Information supplied START

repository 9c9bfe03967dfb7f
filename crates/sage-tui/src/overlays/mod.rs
//! Modal overlays.
//!
//! An open overlay takes all keyboard input. Each one owns its state, key
//! handler and render function; key handlers report what should happen
//! next as an `OverlayUpdate`, and the reducer turns its actions into
//! effects.
//!
//! - `alert.rs`: validation alerts
//! - `confirm_delete.rs`: session delete confirmation
//! - `attach_file.rs`: file path prompt
//! - `render_utils.rs`: shared drawing

mod alert;
mod attach_file;
mod confirm_delete;
pub mod render_utils;

use std::path::PathBuf;

pub use alert::AlertState;
pub use attach_file::AttachFileState;
pub use confirm_delete::{CONFIRM_PROMPT, ConfirmDeleteState};
use crossterm::event::KeyEvent;
use ratatui::Frame;
use ratatui::layout::Rect;

use crate::effects::UiEffect;
use crate::features::chrome::Palette;
use crate::state::AppState;
use crate::{attachment, sessions};

#[derive(Debug)]
pub enum OverlayTransition {
    Stay,
    Close,
}

/// Work requested by an overlay, turned into effects by the reducer.
#[derive(Debug, PartialEq, Eq)]
pub enum OverlayAction {
    DeleteSession(i64),
    InspectFile(PathBuf),
}

#[derive(Debug)]
pub struct OverlayUpdate {
    pub transition: OverlayTransition,
    pub actions: Vec<OverlayAction>,
}

impl OverlayUpdate {
    fn new(transition: OverlayTransition) -> Self {
        Self {
            transition,
            actions: Vec::new(),
        }
    }

    pub fn stay() -> Self {
        Self::new(OverlayTransition::Stay)
    }

    pub fn close() -> Self {
        Self::new(OverlayTransition::Close)
    }

    #[must_use]
    pub fn with_action(mut self, action: OverlayAction) -> Self {
        self.actions.push(action);
        self
    }
}

#[derive(Debug)]
pub enum Overlay {
    Alert(AlertState),
    ConfirmDelete(ConfirmDeleteState),
    AttachFile(AttachFileState),
}

impl Overlay {
    pub fn render(&self, frame: &mut Frame, area: Rect, palette: &Palette) {
        match self {
            Overlay::Alert(a) => a.render(frame, area, palette),
            Overlay::ConfirmDelete(c) => c.render(frame, area, palette),
            Overlay::AttachFile(f) => f.render(frame, area, palette),
        }
    }

    pub fn handle_key(&mut self, key: KeyEvent) -> OverlayUpdate {
        match self {
            Overlay::Alert(a) => a.handle_key(key),
            Overlay::ConfirmDelete(c) => c.handle_key(key),
            Overlay::AttachFile(f) => f.handle_key(key),
        }
    }

    pub fn handle_paste(&mut self, text: &str) {
        if let Overlay::AttachFile(f) = self {
            f.handle_paste(text);
        }
    }
}

pub trait OverlayExt {
    fn render(&self, frame: &mut Frame, area: Rect, palette: &Palette);
}

impl OverlayExt for Option<Overlay> {
    fn render(&self, frame: &mut Frame, area: Rect, palette: &Palette) {
        if let Some(overlay) = self {
            overlay.render(frame, area, palette);
        }
    }
}

/// Routes a key to the open overlay and applies its update.
pub fn handle_overlay_key(app: &mut AppState, key: KeyEvent) -> Vec<UiEffect> {
    let Some(overlay) = app.overlay.as_mut() else {
        return vec![];
    };
    let update = overlay.handle_key(key);
    if matches!(update.transition, OverlayTransition::Close) {
        app.overlay = None;
    }

    let mut effects = Vec::new();
    for action in update.actions {
        match action {
            OverlayAction::DeleteSession(id) => {
                effects.extend(sessions::delete_session(&mut app.tui, id));
            }
            OverlayAction::InspectFile(path) => {
                effects.extend(attachment::inspect_path(app, path));
            }
        }
    }
    effects
}
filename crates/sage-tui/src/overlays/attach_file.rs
//! Path prompt for attaching a file.

use std::path::PathBuf;

use crossterm::event::{KeyCode, KeyEvent, KeyModifiers};
use ratatui::Frame;
use ratatui::layout::Rect;
use ratatui::style::Style;
use ratatui::text::Span;
use ratatui::widgets::Paragraph;

use super::render_utils::{InputHint, OverlayConfig, render_input_line, render_overlay};
use super::{OverlayAction, OverlayUpdate};
use crate::features::chrome::Palette;

#[derive(Debug, Clone, Default)]
pub struct AttachFileState {
    pub input: String,
    pub error: Option<String>,
}

impl AttachFileState {
    pub fn handle_key(&mut self, key: KeyEvent) -> OverlayUpdate {
        let ctrl = key.modifiers.contains(KeyModifiers::CONTROL);
        if !matches!(key.code, KeyCode::Enter | KeyCode::Esc) {
            self.error = None;
        }

        match key.code {
            KeyCode::Esc => OverlayUpdate::close(),
            KeyCode::Char('c') if ctrl => OverlayUpdate::close(),
            KeyCode::Enter => match parse_path(&self.input) {
                Some(path) => OverlayUpdate::close().with_action(OverlayAction::InspectFile(path)),
                None => {
                    self.error = Some("Type the path of an image or PDF".to_string());
                    OverlayUpdate::stay()
                }
            },
            KeyCode::Backspace => {
                self.input.pop();
                OverlayUpdate::stay()
            }
            KeyCode::Char(c) if !ctrl => {
                self.input.push(c);
                OverlayUpdate::stay()
            }
            _ => OverlayUpdate::stay(),
        }
    }

    pub fn handle_paste(&mut self, text: &str) {
        self.error = None;
        self.input.push_str(text.trim_end_matches(['\r', '\n']));
    }

    pub fn render(&self, frame: &mut Frame, area: Rect, palette: &Palette) {
        let hints = [InputHint::new("Enter", "attach"), InputHint::new("Esc", "cancel")];
        let layout = render_overlay(
            frame,
            area,
            &OverlayConfig {
                title: "Attach file",
                border_color: palette.chip,
                width: 64,
                height: 5,
                hints: &hints,
            },
            palette,
        );
        let line = Rect::new(layout.body.x, layout.body.y, layout.body.width, 1);
        render_input_line(frame, line, &self.input, "~/Downloads/scan.pdf", palette);

        let (text, style) = match &self.error {
            Some(error) => (error.as_str(), Style::default().fg(palette.error)),
            None => (
                "Images (JPEG, PNG, GIF, WebP) or PDF, up to 10MB",
                Style::default().fg(palette.muted),
            ),
        };
        if layout.body.height > 1 {
            frame.render_widget(
                Paragraph::new(Span::styled(text, style)),
                Rect::new(layout.body.x, layout.body.y + 1, layout.body.width, 1),
            );
        }
    }
}

/// Trims, strips the quotes terminals add to dropped paths, and expands
/// a leading `~`.
fn parse_path(input: &str) -> Option<PathBuf> {
    let trimmed = input.trim();
    let unquoted = trimmed
        .strip_prefix('\'')
        .and_then(|s| s.strip_suffix('\''))
        .or_else(|| trimmed.strip_prefix('"').and_then(|s| s.strip_suffix('"')))
        .unwrap_or(trimmed);
    if unquoted.is_empty() {
        return None;
    }
    if let Some(rest) = unquoted.strip_prefix("~/")
        && let Some(home) = dirs::home_dir()
    {
        return Some(home.join(rest));
    }
    Some(PathBuf::from(unquoted))
}

#[cfg(test)]
mod tests {
    use super::*;

    #[test]
    fn test_parse_path_strips_quotes() {
        assert_eq!(
            parse_path("  '/tmp/x ray.png' "),
            Some(PathBuf::from("/tmp/x ray.png"))
        );
        assert_eq!(parse_path("\"/tmp/a.pdf\""), Some(PathBuf::from("/tmp/a.pdf")));
        assert_eq!(parse_path("   "), None);
        assert_eq!(parse_path("''"), None);
    }

    #[test]
    fn test_parse_path_expands_home() {
        if let Some(home) = dirs::home_dir() {
            assert_eq!(parse_path("~/scan.pdf"), Some(home.join("scan.pdf")));
        }
    }

    #[test]
    fn test_enter_on_empty_input_stays_with_error() {
        let mut state = AttachFileState::default();
        let update = state.handle_key(KeyEvent::from(KeyCode::Enter));
        assert!(matches!(update.transition, crate::overlays::OverlayTransition::Stay));
        assert!(state.error.is_some());
    }

    #[test]
    fn test_enter_with_path_requests_inspection() {
        let mut state = AttachFileState::default();
        state.handle_paste("/tmp/rash.png\n");
        let update = state.handle_key(KeyEvent::from(KeyCode::Enter));
        assert!(matches!(
            update.actions.as_slice(),
            [OverlayAction::InspectFile(p)] if p == &PathBuf::from("/tmp/rash.png")
        ));
    }
}
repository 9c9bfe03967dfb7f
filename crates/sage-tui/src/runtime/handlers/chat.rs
use sage_core::api::{ApiError, ChatReply, SageClient};
use sage_core::attachment::PendingAttachment;
use tokio_util::sync::CancellationToken;

use crate::events::{ChatUiEvent, UiEvent};
use crate::input::SendKind;

/// Posts a chat message. Resolves to `Cancelled` as soon as `cancel` fires.
pub async fn chat_send(
    client: SageClient,
    message: String,
    cancel: Option<CancellationToken>,
) -> UiEvent {
    let request = async { client.send_chat(&message).await };
    run_cancellable(SendKind::Chat, request, cancel).await
}

/// Uploads the attachment with its caption.
pub async fn file_upload(
    client: SageClient,
    attachment: PendingAttachment,
    message: String,
    cancel: Option<CancellationToken>,
) -> UiEvent {
    let request = async { client.upload(&attachment, &message).await };
    run_cancellable(SendKind::Upload, request, cancel).await
}

async fn run_cancellable<F>(kind: SendKind, request: F, cancel: Option<CancellationToken>) -> UiEvent
where
    F: Future<Output = Result<ChatReply, ApiError>>,
{
    let result = match cancel {
        Some(token) => {
            tokio::select! {
                () = token.cancelled() => {
                    tracing::debug!(?kind, "send cancelled");
                    return UiEvent::Chat(ChatUiEvent::Cancelled);
                }
                result = request => result,
            }
        }
        None => request.await,
    };

    let event = match result {
        Ok(reply) => ChatUiEvent::Replied { kind, reply },
        Err(e) => {
            tracing::warn!(?kind, error = %e, "send failed");
            ChatUiEvent::Failed { kind }
        }
    };
    UiEvent::Chat(event)
}
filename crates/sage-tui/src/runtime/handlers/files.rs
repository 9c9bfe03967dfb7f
use std::path::PathBuf;

use sage_core::attachment;

use crate::events::{AttachmentUiEvent, UiEvent};

/// Stats and sniffs a picked file. Validation is left to the reducer.
pub async fn file_inspect(path: PathBuf) -> UiEvent {
    let event = match attachment::inspect_file(&path).await {
        Ok(candidate) => AttachmentUiEvent::Inspected { candidate },
        Err(rejection) => {
            tracing::warn!(path = %path.display(), %rejection, "cannot inspect file");
            AttachmentUiEvent::InspectFailed { rejection }
        }
    };
    UiEvent::Attachment(event)
}
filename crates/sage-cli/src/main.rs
mod cli;

fn main() {
    if let Err(e) = cli::run() {
        eprintln!("{e:#}"); // pretty anyhow chain
        std::process::exit(1);
    }
}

Information supplied END

*Your objective:* Every line that includes "UiEffect" must be copied from the material above.

*Exercise solution:*
use crate::effects::UiEffect;
pub fn handle_overlay_key(app: &mut AppState, key: KeyEvent) -> Vec<UiEffect> {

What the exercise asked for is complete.